The enabling potential of a fully semantic Web is huge. A fully semantic Web will change the concept of searching the Web into that of asking questions of it and getting answers, not just, as is sometimes possible today, in restricted domains, but everywhere, about any topic, no matter the size, or popularity, or language. It will help transform mere facts into structured data and actionable information, not just about Albert Einstein and other famous people, but also about you, the grocery store at the corner, and what your friends write on their blogs. It will complete the process of moving from raw data—the gazillions of pages of online text and video—toward higher abstractions of knowledge, understanding, and wisdom. And that’s not all.
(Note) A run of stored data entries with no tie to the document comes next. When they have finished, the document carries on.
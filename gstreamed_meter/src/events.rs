//! Window key/delete handling, state-change and EOS listeners, and the main loop.

use std::sync::{Arc, Mutex};

use gstreamed_common::meter::Meter;
use gstreamer::prelude::*;
use gstreamer::{self as gst, glib, MessageView, PadProbeData, PadProbeReturn, PadProbeType};
use gstreamer_video as gst_video;

/// Name of the application message carrying a released key.
const KEY_RELEASED: &str = "key-released";

#[derive(Debug, Clone, Copy, PartialEq, Eq)]
pub enum KeyAction {
    Pause,
    Resume,
    Quit,
    Ignore,
}

/// Maps a released key, as named by the navigation event, to what it does.
pub fn key_action(key: &str) -> KeyAction {
    match key.to_uppercase().as_str() {
        "P" => KeyAction::Pause,
        "R" => KeyAction::Resume,
        "Q" | "ESCAPE" => KeyAction::Quit,
        _ => KeyAction::Ignore,
    }
}

/// Whether an error message is a video sink telling us its window got closed.
pub fn is_window_closed(err: &glib::Error) -> bool {
    err.matches(gst::ResourceError::NotFound) && err.message().to_lowercase().contains("window")
}

/// Forwards key releases in the render window to the bus as application
/// messages, so they get handled on the main loop rather than a streaming thread.
pub fn forward_key_events(render_pad: &gst::Pad) {
    render_pad.add_probe(PadProbeType::EVENT_UPSTREAM, |pad, info| {
        let Some(PadProbeData::Event(event)) = &info.data else {
            return PadProbeReturn::Ok;
        };
        if let Ok(gst_video::NavigationEvent::KeyRelease { key, .. }) =
            gst_video::NavigationEvent::parse(event)
        {
            let structure = gst::Structure::builder(KEY_RELEASED)
                .field("key", key.as_str())
                .build();
            if let Some(element) = pad.parent_element() {
                if let Err(err) = element.post_message(gst::message::Application::new(structure)) {
                    log::warn!("Failed to post key event: {err}");
                }
            }
        }
        PadProbeReturn::Ok
    });
}

fn stop(pipeline: &gst::Pipeline) {
    if let Err(err) = pipeline.set_state(gst::State::Null) {
        log::error!("Failed to stop pipeline: {err}");
    }
}

/// Pauses a playing pipeline; `false` if it wasn't playing or refused.
fn pause(pipeline: &gst::Pipeline) -> bool {
    pipeline.current_state() == gst::State::Playing
        && pipeline.set_state(gst::State::Paused).is_ok()
}

/// Resumes a pipeline that isn't playing; `false` if it was or refused.
fn play(pipeline: &gst::Pipeline) -> bool {
    pipeline.current_state() != gst::State::Playing
        && pipeline.set_state(gst::State::Playing).is_ok()
}

struct Listener {
    pipeline: gst::Pipeline,
    meter: Meter,
    main_loop: glib::MainLoop,
    /// First element error, returned once the loop quits.
    failure: Mutex<Option<anyhow::Error>>,
}

impl Listener {
    fn quit(&self) {
        stop(&self.pipeline);
        self.main_loop.quit();
    }

    fn on_key_released(&self, key: &str) {
        log::info!("key released = {key}");
        match key_action(key) {
            KeyAction::Pause => {
                // stop measuring while paused, a resume starts a new session
                if pause(&self.pipeline) {
                    self.meter.set_enabled(false);
                }
                log::debug!("meter enabled = {}", self.meter.is_enabled());
            }
            KeyAction::Resume => {
                if play(&self.pipeline) {
                    self.meter.set_enabled(true);
                }
                log::debug!("meter enabled = {}", self.meter.is_enabled());
            }
            KeyAction::Quit => self.quit(),
            KeyAction::Ignore => (),
        }
    }

    /// The first element error seen, if any.
    fn outcome(&self) -> anyhow::Result<()> {
        let failure = self.failure.lock().ok().and_then(|mut failure| failure.take());
        match failure {
            Some(err) => Err(err),
            None => Ok(()),
        }
    }

    fn on_message(&self, msg: &gst::Message) {
        match msg.view() {
            MessageView::Eos(..) => {
                log::info!("Pipeline EOS event");
                self.quit();
            }
            MessageView::Error(err) if is_window_closed(&err.error()) => {
                log::info!("delete window event");
                self.quit();
            }
            MessageView::Error(err) => {
                self.pipeline
                    .debug_to_dot_file(gst::DebugGraphDetails::all(), "pipeline.error");
                let name = err.src().map(|e| e.name().to_string());
                log::error!("Error from element {name:?}: {}", err.error());
                if let Ok(mut failure) = self.failure.lock() {
                    if failure.is_none() {
                        *failure = Some(anyhow::anyhow!(
                            "Error from element {name:?}: {}",
                            err.error()
                        ));
                    }
                }
                self.quit();
            }
            MessageView::StateChanged(state)
                if state.src() == Some(self.pipeline.upcast_ref::<gst::Object>()) =>
            {
                log::info!(
                    "previous state = {:?}, new state = {:?}",
                    state.old(),
                    state.current()
                );
                if state.current() == gst::State::Playing {
                    self.pipeline
                        .debug_to_dot_file(gst::DebugGraphDetails::all(), "state-playing");
                }
            }
            MessageView::Application(app) => {
                let key = app
                    .structure()
                    .filter(|s| s.has_name(KEY_RELEASED))
                    .and_then(|s| s.get::<String>("key").ok());
                if let Some(key) = key {
                    self.on_key_released(&key);
                }
            }
            _ => (),
        }
    }
}

/// Runs the main loop until EOS, an error, a quit key, or the window closing.
pub fn run_main_loop(pipeline: &gst::Pipeline, meter: &Meter) -> anyhow::Result<()> {
    let main_loop = glib::MainLoop::new(None, false);
    let listener = Arc::new(Listener {
        pipeline: pipeline.clone(),
        meter: meter.clone(),
        main_loop: main_loop.clone(),
        failure: Mutex::new(None),
    });

    let bus = pipeline
        .bus()
        .ok_or_else(|| anyhow::anyhow!("Pipeline has no bus"))?;
    let watched = Arc::clone(&listener);
    let _bus_watch = bus.add_watch(move |_bus, msg| {
        watched.on_message(msg);
        glib::ControlFlow::Continue
    })?;

    main_loop.run();

    listener.outcome()
}

#[cfg(test)]
mod tests {
    use super::*;

    #[test]
    fn keys_are_case_insensitive() {
        assert_eq!(key_action("p"), KeyAction::Pause);
        assert_eq!(key_action("P"), KeyAction::Pause);
        assert_eq!(key_action("r"), KeyAction::Resume);
        assert_eq!(key_action("q"), KeyAction::Quit);
        assert_eq!(key_action("Escape"), KeyAction::Quit);
    }

    #[test]
    fn other_keys_are_ignored() {
        assert_eq!(key_action("space"), KeyAction::Ignore);
        assert_eq!(key_action(""), KeyAction::Ignore);
    }

    #[test]
    fn closed_window_is_recognized() {
        gst::init().unwrap();
        let closed = glib::Error::new(gst::ResourceError::NotFound, "Output window was closed");
        assert!(is_window_closed(&closed));
        let missing = glib::Error::new(gst::ResourceError::NotFound, "File not found");
        assert!(!is_window_closed(&missing));
        let other = glib::Error::new(gst::ResourceError::Failed, "Output window was closed");
        assert!(!is_window_closed(&other));
    }

    fn listener() -> Listener {
        gst::init().unwrap();
        Listener {
            pipeline: gst::Pipeline::new(),
            meter: Meter::new(1, 1, Box::new(|_, _, _| true)),
            main_loop: glib::MainLoop::new(None, false),
            failure: Mutex::new(None),
        }
    }

    fn key_released(key: &str) -> gst::Message {
        let structure = gst::Structure::builder(KEY_RELEASED)
            .field("key", key)
            .build();
        gst::message::Application::new(structure)
    }

    #[test]
    fn pause_disables_meter_only_when_pipeline_was_playing() {
        let listener = listener();
        listener.pipeline.set_state(gst::State::Playing).unwrap();

        listener.on_message(&key_released("p"));
        assert_eq!(listener.pipeline.current_state(), gst::State::Paused);
        assert!(!listener.meter.is_enabled());

        // already paused: the meter is left alone
        listener.meter.set_enabled(true);
        listener.on_message(&key_released("P"));
        assert_eq!(listener.pipeline.current_state(), gst::State::Paused);
        assert!(listener.meter.is_enabled());

        listener.pipeline.set_state(gst::State::Null).unwrap();
    }

    #[test]
    fn resume_enables_meter_only_when_pipeline_was_not_playing() {
        let listener = listener();
        listener.pipeline.set_state(gst::State::Paused).unwrap();
        listener.meter.set_enabled(false);

        listener.on_message(&key_released("r"));
        assert_eq!(listener.pipeline.current_state(), gst::State::Playing);
        assert!(listener.meter.is_enabled());

        // already playing: the meter is left alone
        listener.meter.set_enabled(false);
        listener.on_message(&key_released("R"));
        assert!(!listener.meter.is_enabled());

        listener.pipeline.set_state(gst::State::Null).unwrap();
    }

    #[test]
    fn quit_key_stops_pipeline() {
        let listener = listener();
        listener.pipeline.set_state(gst::State::Playing).unwrap();
        listener.on_message(&key_released("q"));
        assert_eq!(listener.pipeline.current_state(), gst::State::Null);
        assert!(listener.outcome().is_ok());
    }

    #[test]
    fn eos_stops_pipeline_without_failure() {
        let listener = listener();
        listener.pipeline.set_state(gst::State::Playing).unwrap();
        listener.on_message(&gst::message::Eos::new());
        assert_eq!(listener.pipeline.current_state(), gst::State::Null);
        assert!(listener.outcome().is_ok());
    }

    #[test]
    fn closed_window_stops_pipeline_without_failure() {
        let listener = listener();
        listener.pipeline.set_state(gst::State::Playing).unwrap();
        let msg =
            gst::message::Error::builder(gst::ResourceError::NotFound, "Output window was closed")
                .build();
        listener.on_message(&msg);
        assert_eq!(listener.pipeline.current_state(), gst::State::Null);
        assert!(listener.outcome().is_ok());
    }

    #[test]
    fn element_error_stops_pipeline_and_fails() {
        let listener = listener();
        listener.pipeline.set_state(gst::State::Playing).unwrap();
        let msg = gst::message::Error::builder(gst::CoreError::Failed, "decoder exploded").build();
        listener.on_message(&msg);
        // only the first error is kept
        let later = gst::message::Error::builder(gst::CoreError::Failed, "second").build();
        listener.on_message(&later);
        assert_eq!(listener.pipeline.current_state(), gst::State::Null);

        let err = listener.outcome().unwrap_err();
        assert!(err.to_string().contains("decoder exploded"));
        // the failure is reported once
        assert!(listener.outcome().is_ok());
    }
}
//! IOU tracker: a similari SORT tracker with an IoU positional metric,
//! running at its own operational resolution.

use gstreamed_common::bbox::Bbox;
use gstreamed_common::img_dimensions::ImgDimensions;
use similari::prelude::PositionalMetricType::IoU;
use similari::prelude::{SortTrack, Universal2DBox};
use similari::trackers::sort::metric::DEFAULT_MINIMAL_SORT_CONFIDENCE;
use similari::{prelude::Sort, trackers::sort::DEFAULT_SORT_IOU_THRESHOLD};

// `similari` re-export so types can be named etc.
pub use similari;

/// Creates a SORT tracker with some default params, largely untuned.
pub fn sort_tracker() -> Sort {
    Sort::new(
        1,
        1,
        10,
        IoU(DEFAULT_SORT_IOU_THRESHOLD),
        DEFAULT_MINIMAL_SORT_CONFIDENCE,
        None,
        1.0 / 20.0,
        1.0 / 160.0,
    )
}

/// Tracks objects of a single source.
///
/// Boxes are scaled from frame space into the tracker's operational
/// resolution before matching, and back afterwards.
pub struct IouTracker {
    sort: Sort,
    dims: ImgDimensions,
}

impl IouTracker {
    pub fn new(width: u32, height: u32) -> Self {
        Self {
            sort: sort_tracker(),
            dims: (width, height).into(),
        }
    }

    /// Feeds the detections of one frame and returns the tracked boxes,
    /// in frame coordinates.
    pub fn track(&mut self, frame_dims: ImgDimensions, detections: &[Bbox]) -> Vec<Bbox> {
        let (w_ratio, h_ratio) = frame_dims.ratios_to(self.dims);
        let scaled: Vec<Bbox> = detections
            .iter()
            .map(|bbox| bbox.scaled(w_ratio, h_ratio))
            .collect();
        let tracks = predict_tracks(&mut self.sort, &scaled);
        log::trace!("{tracks:?}");
        tracks_to_bboxes(&tracks, self.dims)
            .into_iter()
            .map(|bbox| bbox.scaled(1. / w_ratio, 1. / h_ratio).clamped(frame_dims))
            .collect()
    }
}

/// Maps from [SortTrack] back to our [Bbox], clamped to `dims`.
pub fn tracks_to_bboxes(tracks: &[SortTrack], dims: ImgDimensions) -> Vec<Bbox> {
    let mut out = Vec::with_capacity(tracks.len());
    for track in tracks {
        let tracked_bbox = &track.predicted_bbox;
        // We use similari custom object id support for class ids.
        let class_id = track.custom_object_id.unwrap_or_default();

        // Map from similari bbox to our bbox.
        let cx = tracked_bbox.xc;
        let cy = tracked_bbox.yc;
        let h = tracked_bbox.height;
        let w = tracked_bbox.aspect * h;

        let xmin = cx - w / 2f32;
        let ymin = cy - h / 2f32;

        let bbox = Bbox {
            xmin,
            ymin,
            xmax: xmin + w,
            ymax: ymin + h,
            // FIXME tracker confidence is always very high
            confidence: tracked_bbox.confidence,
            class: class_id as usize,
            tracker_id: Some(track.id as i64),
        };
        out.push(bbox.clamped(dims));
    }
    out
}

/// Predicts [SortTrack]s using the given [Sort] tracker and observed `bboxes`.
pub fn predict_tracks(tracker: &mut Sort, bboxes: &[Bbox]) -> Vec<SortTrack> {
    let bboxes_4_tracking: Vec<_> = bboxes
        .iter()
        .map(|bbox| {
            (
                Universal2DBox::ltwh(bbox.xmin, bbox.ymin, bbox.width(), bbox.height()),
                Some(bbox.class as i64),
            )
        })
        .collect();
    tracker.predict(&bboxes_4_tracking)
}

#[cfg(test)]
mod tests {
    use super::*;

    fn person(xmin: f32) -> Bbox {
        Bbox {
            xmin,
            ymin: 200.,
            xmax: xmin + 100.,
            ymax: 600.,
            confidence: 0.9,
            class: 0,
            tracker_id: None,
        }
    }

    #[test]
    fn tracked_boxes_keep_class_and_get_ids() {
        let mut tracker = IouTracker::new(480, 272);
        let frame_dims = ImgDimensions::new(1920., 1080.);
        let tracked = tracker.track(frame_dims, &[person(400.)]);
        assert_eq!(tracked.len(), 1);
        assert_eq!(tracked[0].class, 0);
        assert!(tracked[0].tracker_id.is_some());
    }

    #[test]
    fn same_object_keeps_its_id() {
        let mut tracker = IouTracker::new(480, 272);
        let frame_dims = ImgDimensions::new(1920., 1080.);
        let first = tracker.track(frame_dims, &[person(400.)]);
        let second = tracker.track(frame_dims, &[person(404.)]);
        assert_eq!(first[0].tracker_id, second[0].tracker_id);
    }

    #[test]
    fn boxes_come_back_in_frame_space() {
        let mut tracker = IouTracker::new(480, 270);
        let frame_dims = ImgDimensions::new(1920., 1080.);
        let tracked = tracker.track(frame_dims, &[person(400.)]);
        let b = &tracked[0];
        // first observation is taken as is, modulo float noise from scaling
        assert!((b.xmin - 400.).abs() < 2.);
        assert!((b.ymax - 600.).abs() < 2.);
    }
}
Semantification of the whole Web will enable the flourishing of new areas of the information industry that are not possible today, or that are possible with a lot of handcrafting and ad-hoc solutions in limited domains and hardly scalable to other domains, languages, and media. It will allow us to interact with the Web as we do with humans, asking it questions in the same way we ask human experts questions. It will allow us to automatically compare sources of information for accuracy and truthfulness, even if they are in different languages.
However, the true full semantification of the Web is not just an ambitious dream, but a necessity. We may reach a point, in the not too distant future, when the Web will be so large that current search methods will no longer be the most effective way to find the information we need in the format we need it. How do we sort through an increasingly vast number of documents, and not just text, on a particular topic, with many independent and conflicting opinions, comprising true and false statements and different points of view? We already have to use specialized search engines to find the cheapest flight among independent travel sites and aggregators and to find the most economical reseller of a particular item. That’s possible today because of the underlying structured form of the commercial sites. In a way, they are already semantified. But think, for a minute, of doing the same thing with unstructured information: raw text, audio, images, and video. Think about searching for documents that “have the same meaning” of another document, regardless of their language, form, and wording.
I don’t know if we will see a full semantification of the Web in our lifetimes. I don’t know if that’s even possible, or whether it is that great enabler we dream of. But one thing is certain: research is clearly moving toward a deeper understanding of the information around us, and if it is successful, we will be able to experience a higher level of social, economic and political influence of the technologies in our lives. The full semantification of the Web, whenever it will happen, will be a game changer of enormous proportions, an enabler of industries and services which will impact all aspects of our lives. We are working on it.